Jan. 13 marks 25 years since 9-year-old Amber Hagerman was kidnapped and killed in Arlington, inspiring the nationwide AMBER Alert system for missing and endangered children, but no one has ever been arrested.
Police still working the case decades later announced plans Wednesday to submit items of evidence originally obtained in the investigation to new forensic testing that may yield a more complete DNA profile of the killer.
"Because the technology is new and it's advanced we are excited that this year, hopefully by February, we will submit this new evidence to see if we can get an enhanced DNA profile," said Arlington Assistant Police Chief Kevin Kolbye.
Officials did not reveal what the evidence was or how long it will take for the evidence to be tested.
Hagerman was abducted while riding her bicycle in a parking lot at the corner of Abram Street and Browning Drive, just blocks from her grandmother's East Arlington home on Jan. 13, 1996.
Four days after she was taken, police found Amber's body in a creek near a North Arlington apartment complex.

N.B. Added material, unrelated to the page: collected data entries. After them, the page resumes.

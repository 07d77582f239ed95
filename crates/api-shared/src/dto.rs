//! Request and response bodies of the JSON API.

use chrono::{DateTime, Utc};
use drivefs_core::cache::FolderStats;
use drivefs_core::store::{Drive, DriveMember, ItemShare};
use drivefs_core::vfs::FileInfo;
use drivefs_core::walk::SearchHit;
use drivefs_types::PermissionLevel;
use serde::{Deserialize, Serialize};
use utoipa::{IntoParams, ToSchema};

fn timestamp(t: DateTime<Utc>) -> String {
    t.to_rfc3339()
}

#[derive(Debug, Clone, Serialize, Deserialize, ToSchema)]
pub struct HealthRes {
    pub ok: bool,
    pub message: String,
}

#[derive(Debug, Clone, Serialize, Deserialize, ToSchema)]
pub struct ErrorRes {
    pub error: String,
}

#[derive(Debug, Clone, Serialize, Deserialize, ToSchema)]
pub struct MessageRes {
    pub message: String,
}

/// `?path=` of the file endpoints. A missing path means `/`.
#[derive(Debug, Clone, Deserialize, IntoParams)]
pub struct PathQuery {
    pub path: Option<String>,
}

impl PathQuery {
    pub fn path(&self) -> &str {
        self.path.as_deref().unwrap_or("/")
    }
}

#[derive(Debug, Clone, Deserialize, IntoParams)]
pub struct SearchQuery {
    pub path: Option<String>,
    pub q: String,
}

#[derive(Debug, Clone, Serialize, Deserialize, ToSchema)]
pub struct EntryRes {
    pub name: String,
    pub path: String,
    pub is_dir: bool,
    pub size: u64,
    /// RFC 3339 modification time; absent for virtual folders.
    pub modified: Option<String>,
    /// Name to show when it differs from `name`.
    pub display_name: Option<String>,
}

impl From<FileInfo> for EntryRes {
    fn from(info: FileInfo) -> Self {
        Self {
            name: info.name,
            path: info.path,
            is_dir: info.is_dir,
            size: info.size,
            modified: info.modified.map(timestamp),
            display_name: info.display_name,
        }
    }
}

#[derive(Debug, Clone, Serialize, Deserialize, ToSchema)]
pub struct ListRes {
    pub path: String,
    pub entries: Vec<EntryRes>,
}

#[derive(Debug, Clone, Serialize, Deserialize, ToSchema)]
pub struct PathReq {
    pub path: String,
}

#[derive(Debug, Clone, Serialize, Deserialize, ToSchema)]
pub struct RenameReq {
    pub from: String,
    pub to: String,
}

#[derive(Debug, Clone, Serialize, Deserialize, ToSchema)]
pub struct StatsRes {
    pub files: u64,
    pub folders: u64,
    pub total_bytes: u64,
    pub truncated: bool,
}

impl From<FolderStats> for StatsRes {
    fn from(stats: FolderStats) -> Self {
        Self {
            files: stats.files,
            folders: stats.folders,
            total_bytes: stats.total_bytes,
            truncated: stats.truncated,
        }
    }
}

#[derive(Debug, Clone, Serialize, Deserialize, ToSchema)]
pub struct SearchHitRes {
    pub path: String,
    pub name: String,
    pub is_dir: bool,
    pub size: u64,
}

impl From<SearchHit> for SearchHitRes {
    fn from(hit: SearchHit) -> Self {
        Self {
            path: hit.path,
            name: hit.name,
            is_dir: hit.is_dir,
            size: hit.size,
        }
    }
}

#[derive(Debug, Clone, Serialize, Deserialize, ToSchema)]
pub struct SearchRes {
    pub hits: Vec<SearchHitRes>,
}

#[derive(Debug, Clone, Serialize, Deserialize, ToSchema)]
pub struct DrivesRes {
    pub drives: Vec<String>,
}

#[derive(Debug, Clone, Serialize, Deserialize, ToSchema)]
pub struct ShareReq {
    /// Item in the caller's home (`/home/...`).
    pub path: String,
    /// Recipient login name.
    pub recipient: String,
    pub permission: PermissionLevel,
    pub message: Option<String>,
}

#[derive(Debug, Clone, Serialize, Deserialize, ToSchema)]
pub struct ShareRes {
    pub id: String,
    pub item_path: String,
    pub item_name: String,
    pub is_folder: bool,
    pub owner_id: String,
    pub recipient_id: String,
    pub permission: PermissionLevel,
    pub message: Option<String>,
    pub created_at: String,
    /// Path under which the recipient reaches the item.
    pub shared_path: String,
}

impl From<ItemShare> for ShareRes {
    fn from(share: ItemShare) -> Self {
        Self {
            shared_path: format!("/shared-with-me/{}", share.id),
            id: share.id.to_string(),
            item_path: share.item_path,
            item_name: share.item_name,
            is_folder: share.is_folder,
            owner_id: share.owner_id.to_string(),
            recipient_id: share.recipient_id.to_string(),
            permission: share.permission,
            message: share.message,
            created_at: timestamp(share.created_at),
        }
    }
}

#[derive(Debug, Clone, Serialize, Deserialize, ToSchema)]
pub struct SharesRes {
    pub shares: Vec<ShareRes>,
}

#[derive(Debug, Clone, Serialize, Deserialize, ToSchema)]
pub struct CreateDriveReq {
    pub name: String,
    /// Quota in bytes; absent or `0` means unlimited.
    pub quota_bytes: Option<u64>,
}

#[derive(Debug, Clone, Serialize, Deserialize, ToSchema)]
pub struct DriveRes {
    pub id: String,
    pub name: String,
    pub quota_bytes: u64,
    pub active: bool,
    pub created_at: String,
}

impl From<Drive> for DriveRes {
    fn from(drive: Drive) -> Self {
        Self {
            id: drive.id.to_string(),
            name: drive.name,
            quota_bytes: drive.quota_bytes,
            active: drive.active,
            created_at: timestamp(drive.created_at),
        }
    }
}

#[derive(Debug, Clone, Serialize, Deserialize, ToSchema)]
pub struct MemberReq {
    pub permission: PermissionLevel,
}

#[derive(Debug, Clone, Serialize, Deserialize, ToSchema)]
pub struct DriveListRes {
    pub drives: Vec<DriveRes>,
}

#[derive(Debug, Clone, Default, Serialize, Deserialize, ToSchema)]
pub struct UpdateDriveReq {
    pub quota_bytes: Option<u64>,
    pub active: Option<bool>,
}

#[derive(Debug, Clone, Serialize, Deserialize, ToSchema)]
pub struct MemberRes {
    pub user_id: String,
    pub login: String,
    pub display_name: String,
    pub permission: PermissionLevel,
}

impl From<DriveMember> for MemberRes {
    fn from(member: DriveMember) -> Self {
        Self {
            user_id: member.user_id.to_string(),
            login: member.login,
            display_name: member.display_name,
            permission: member.permission,
        }
    }
}

#[derive(Debug, Clone, Serialize, Deserialize, ToSchema)]
pub struct MembersRes {
    pub members: Vec<MemberRes>,
}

Detective Grant Gildon said he hoped advancements in technology will help them unlock the mystery of who killed Hagerman.
Gildon points to genealogical DNA testing performed on a very small sample in the 1974 Fort Worth cold case of Carla Walker that led to an arrest in September. Similar testing led to the arrest of the Golden State Killer in 2018 and in November 2020, 60-year-old Roy Charles Waller was convicted of raping nine women in their homes between 1991 and 2006.
Arlington police said they have confidence the case will be solved and hope that they can provide justice to Hagerman and her family.
7,000 Tips, More Needed
During a news conference Wednesday morning, police relayed what they described as the "accurate suspect and vehicle descriptions" based on the report of the lone eye-witness to Hagerman's abduction. Police said the witness reported seeing a man carrying Amber, as she screamed, toward a black pickup truck.
Arlington police said the kidnapper was in his 20s or 30s, either white or Hispanic and had a medium build. He had brown or black hair and was under 6 feet in height. The witness said the truck was a 1980s or 1990s single-cab, fleet size pickup with a short wheelbase and that it was in good condition. There was no chrome or striping on the truck and there was no visible damage. The truck had a solid piece of glass along the back of the cab without a sliding window.
"We have one witness, all this time we've only had one witness come forward to tell us what happened, what he saw," said Arlington Police Sgt. Ben Lopez. "If there's anyone out there that has information, even if they think it's just a small bit of information, it may be the lead that we need to break this."
Arlington police still receive tips in the case, more than any other cold case. To date, police said they have received more than 7,000 tips related to Hagerman's kidnapping and murder.
"There's not been a single month we have not gotten some kind of tip come in," said Gildon.
There is up to a $10,000 reward available for information that leads to an arrest and conviction. Anonymous tips can be made by calling Tarrant County Crime Stoppers at 817-469-TIPS.
Call for a Killer to Come Forward
Authorities and Hagerman's mother also pleaded with the killer to come forward.
"To Amber's killer, I'm asking you today, please turn yourself in, give Amber justice. Amber needs justice," said Donna Williams, Amber Hagerman's mother.
Police are hopeful enough time has passed the killer may want to come forward.
"You know, time goes by, 25 years later, the killer knows who it is, he knows who he is, he has some guilt, some remorse - hopefully - and as he's gaining in age, we are pleading with him to come forward," said Kolbye. "It's time, it's time we bring closure to this case and resolve this case."
AMBER Alert Legacy
Meanwhile, Amber Hagerman's abduction and murder led to Texas creating the Amber Plan. Now, it's called the AMBER (America's Missing: Broadcast Emergency Response) Alert system and is in place across the United States as well as several countries around the world.
"I'm very, very proud of it," Williams said of the AMBER Alert. "It is saving our children's lives, it's helping bring back children to mommy and daddy and so it's another legacy for my daughter that she didn't die in vain."